== Segment start ==

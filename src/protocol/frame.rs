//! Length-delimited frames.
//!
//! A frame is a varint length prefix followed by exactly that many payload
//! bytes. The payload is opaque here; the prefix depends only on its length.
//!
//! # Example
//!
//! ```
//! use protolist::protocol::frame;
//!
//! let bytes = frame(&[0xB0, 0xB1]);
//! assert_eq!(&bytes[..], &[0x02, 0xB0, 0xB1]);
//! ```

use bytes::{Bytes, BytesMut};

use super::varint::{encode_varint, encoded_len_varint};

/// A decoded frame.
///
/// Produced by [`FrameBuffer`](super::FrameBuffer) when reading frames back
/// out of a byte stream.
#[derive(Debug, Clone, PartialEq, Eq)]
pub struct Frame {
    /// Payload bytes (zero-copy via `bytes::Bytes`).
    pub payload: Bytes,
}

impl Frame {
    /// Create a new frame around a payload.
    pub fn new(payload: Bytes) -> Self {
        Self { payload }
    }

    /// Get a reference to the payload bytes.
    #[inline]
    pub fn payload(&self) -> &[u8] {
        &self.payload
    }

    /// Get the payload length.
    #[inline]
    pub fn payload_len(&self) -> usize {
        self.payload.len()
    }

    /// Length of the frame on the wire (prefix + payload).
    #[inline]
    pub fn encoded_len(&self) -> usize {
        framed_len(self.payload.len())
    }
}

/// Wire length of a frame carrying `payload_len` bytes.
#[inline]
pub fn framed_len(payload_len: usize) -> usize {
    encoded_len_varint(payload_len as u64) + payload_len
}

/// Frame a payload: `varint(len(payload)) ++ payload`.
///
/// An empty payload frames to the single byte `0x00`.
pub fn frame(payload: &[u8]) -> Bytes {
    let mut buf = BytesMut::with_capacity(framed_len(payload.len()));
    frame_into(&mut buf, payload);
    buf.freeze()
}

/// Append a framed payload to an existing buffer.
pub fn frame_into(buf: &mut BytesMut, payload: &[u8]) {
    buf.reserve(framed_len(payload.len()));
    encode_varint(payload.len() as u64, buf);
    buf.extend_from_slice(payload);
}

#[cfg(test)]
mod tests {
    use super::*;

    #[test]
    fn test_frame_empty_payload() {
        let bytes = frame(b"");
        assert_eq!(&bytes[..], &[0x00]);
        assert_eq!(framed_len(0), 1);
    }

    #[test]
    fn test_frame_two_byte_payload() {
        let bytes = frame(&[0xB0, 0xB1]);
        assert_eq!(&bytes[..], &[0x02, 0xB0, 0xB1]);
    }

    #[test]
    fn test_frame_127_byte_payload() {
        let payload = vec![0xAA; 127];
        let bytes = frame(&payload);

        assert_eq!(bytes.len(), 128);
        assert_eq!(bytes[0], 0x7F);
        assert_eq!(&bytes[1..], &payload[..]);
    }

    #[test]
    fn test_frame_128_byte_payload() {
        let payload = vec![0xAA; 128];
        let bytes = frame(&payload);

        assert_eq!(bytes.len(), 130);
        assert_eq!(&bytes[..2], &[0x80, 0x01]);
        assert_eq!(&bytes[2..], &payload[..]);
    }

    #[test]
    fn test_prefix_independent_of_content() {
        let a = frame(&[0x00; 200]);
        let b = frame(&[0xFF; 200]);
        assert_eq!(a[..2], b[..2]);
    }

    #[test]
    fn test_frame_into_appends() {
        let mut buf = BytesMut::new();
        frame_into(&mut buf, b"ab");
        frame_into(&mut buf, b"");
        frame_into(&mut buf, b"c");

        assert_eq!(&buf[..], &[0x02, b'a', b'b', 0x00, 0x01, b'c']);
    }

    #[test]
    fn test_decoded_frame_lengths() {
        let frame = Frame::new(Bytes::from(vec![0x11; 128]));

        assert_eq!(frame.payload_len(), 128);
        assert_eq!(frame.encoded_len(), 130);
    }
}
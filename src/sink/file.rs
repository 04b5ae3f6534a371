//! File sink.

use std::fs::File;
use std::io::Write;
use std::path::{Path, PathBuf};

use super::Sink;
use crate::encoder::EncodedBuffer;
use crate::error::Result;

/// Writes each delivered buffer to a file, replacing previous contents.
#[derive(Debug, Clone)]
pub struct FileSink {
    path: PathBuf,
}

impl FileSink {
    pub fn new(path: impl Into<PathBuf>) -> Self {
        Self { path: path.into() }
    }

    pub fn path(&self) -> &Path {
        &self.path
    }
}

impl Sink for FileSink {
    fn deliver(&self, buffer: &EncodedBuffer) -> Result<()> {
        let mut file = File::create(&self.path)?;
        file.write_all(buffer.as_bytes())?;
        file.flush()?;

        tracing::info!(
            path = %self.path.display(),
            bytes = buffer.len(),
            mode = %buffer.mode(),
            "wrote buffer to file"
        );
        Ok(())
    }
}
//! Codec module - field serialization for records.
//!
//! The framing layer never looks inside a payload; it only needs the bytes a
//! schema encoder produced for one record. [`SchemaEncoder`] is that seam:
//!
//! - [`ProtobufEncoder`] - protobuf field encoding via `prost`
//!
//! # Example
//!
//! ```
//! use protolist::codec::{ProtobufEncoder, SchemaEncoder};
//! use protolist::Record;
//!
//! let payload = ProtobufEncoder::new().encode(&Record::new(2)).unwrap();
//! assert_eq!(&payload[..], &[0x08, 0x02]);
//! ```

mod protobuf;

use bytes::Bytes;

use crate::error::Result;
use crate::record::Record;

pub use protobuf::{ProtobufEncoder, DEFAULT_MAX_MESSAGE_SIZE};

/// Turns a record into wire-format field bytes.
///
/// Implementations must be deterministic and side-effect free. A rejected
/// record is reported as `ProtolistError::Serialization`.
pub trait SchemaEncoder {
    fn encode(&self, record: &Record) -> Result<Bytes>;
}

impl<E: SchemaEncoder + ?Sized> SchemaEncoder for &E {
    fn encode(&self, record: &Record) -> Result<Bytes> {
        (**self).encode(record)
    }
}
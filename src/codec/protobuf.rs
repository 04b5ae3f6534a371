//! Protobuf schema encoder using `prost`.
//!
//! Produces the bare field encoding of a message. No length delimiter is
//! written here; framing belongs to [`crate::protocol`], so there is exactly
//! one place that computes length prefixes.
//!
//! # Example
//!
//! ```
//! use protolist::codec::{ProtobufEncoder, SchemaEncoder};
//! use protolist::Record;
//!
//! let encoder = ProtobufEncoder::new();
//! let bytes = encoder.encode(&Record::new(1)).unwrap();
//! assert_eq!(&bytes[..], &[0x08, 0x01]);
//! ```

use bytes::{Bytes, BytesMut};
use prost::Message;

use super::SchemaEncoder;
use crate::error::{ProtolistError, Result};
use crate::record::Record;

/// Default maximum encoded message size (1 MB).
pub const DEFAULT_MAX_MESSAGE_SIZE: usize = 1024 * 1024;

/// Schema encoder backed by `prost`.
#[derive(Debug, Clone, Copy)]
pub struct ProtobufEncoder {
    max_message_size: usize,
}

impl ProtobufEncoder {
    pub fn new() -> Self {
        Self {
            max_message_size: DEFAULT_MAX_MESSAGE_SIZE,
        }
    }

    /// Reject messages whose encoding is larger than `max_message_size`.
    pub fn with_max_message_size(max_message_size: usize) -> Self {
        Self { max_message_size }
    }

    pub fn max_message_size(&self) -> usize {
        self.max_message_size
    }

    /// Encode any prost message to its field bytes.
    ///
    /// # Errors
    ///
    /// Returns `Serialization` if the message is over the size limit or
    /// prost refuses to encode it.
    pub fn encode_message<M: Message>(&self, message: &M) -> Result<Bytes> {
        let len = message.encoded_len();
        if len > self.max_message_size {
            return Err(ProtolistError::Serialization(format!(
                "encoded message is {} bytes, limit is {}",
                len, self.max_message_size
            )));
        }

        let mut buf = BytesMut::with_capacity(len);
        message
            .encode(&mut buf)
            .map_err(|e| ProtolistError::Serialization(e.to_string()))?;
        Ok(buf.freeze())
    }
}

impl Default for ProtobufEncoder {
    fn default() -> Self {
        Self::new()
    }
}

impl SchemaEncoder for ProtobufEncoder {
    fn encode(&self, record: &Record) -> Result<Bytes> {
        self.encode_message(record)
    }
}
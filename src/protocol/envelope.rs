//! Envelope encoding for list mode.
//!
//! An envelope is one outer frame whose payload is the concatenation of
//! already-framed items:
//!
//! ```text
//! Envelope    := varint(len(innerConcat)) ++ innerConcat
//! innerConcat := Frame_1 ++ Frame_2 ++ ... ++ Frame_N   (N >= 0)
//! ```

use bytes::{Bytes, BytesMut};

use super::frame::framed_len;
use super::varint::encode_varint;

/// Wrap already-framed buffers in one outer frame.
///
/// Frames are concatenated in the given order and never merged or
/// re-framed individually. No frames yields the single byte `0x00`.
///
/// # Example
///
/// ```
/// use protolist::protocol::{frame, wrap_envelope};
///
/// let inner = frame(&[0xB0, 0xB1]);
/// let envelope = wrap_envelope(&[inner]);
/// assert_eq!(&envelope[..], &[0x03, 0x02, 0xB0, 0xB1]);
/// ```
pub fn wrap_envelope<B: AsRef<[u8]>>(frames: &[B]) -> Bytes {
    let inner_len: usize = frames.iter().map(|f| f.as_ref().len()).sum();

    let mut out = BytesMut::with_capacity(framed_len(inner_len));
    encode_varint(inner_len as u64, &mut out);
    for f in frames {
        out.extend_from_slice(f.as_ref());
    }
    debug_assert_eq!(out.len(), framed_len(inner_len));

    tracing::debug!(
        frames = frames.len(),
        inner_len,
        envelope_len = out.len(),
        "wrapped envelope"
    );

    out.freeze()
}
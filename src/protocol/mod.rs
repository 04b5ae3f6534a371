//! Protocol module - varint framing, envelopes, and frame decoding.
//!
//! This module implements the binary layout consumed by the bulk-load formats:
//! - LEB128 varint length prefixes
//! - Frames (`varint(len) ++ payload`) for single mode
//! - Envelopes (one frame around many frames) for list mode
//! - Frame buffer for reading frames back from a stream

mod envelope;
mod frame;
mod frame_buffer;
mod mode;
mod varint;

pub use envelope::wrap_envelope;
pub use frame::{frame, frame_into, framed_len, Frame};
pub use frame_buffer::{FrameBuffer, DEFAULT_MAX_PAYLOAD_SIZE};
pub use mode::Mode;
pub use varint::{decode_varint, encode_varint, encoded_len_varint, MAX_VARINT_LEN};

== Segment end ==

What is needed:
Find the word "EncodedBuffer" in the data and copy out each line where it turns up.

Answer to this exercise:
use crate::encoder::EncodedBuffer;
    fn deliver(&self, buffer: &EncodedBuffer) -> Result<()> {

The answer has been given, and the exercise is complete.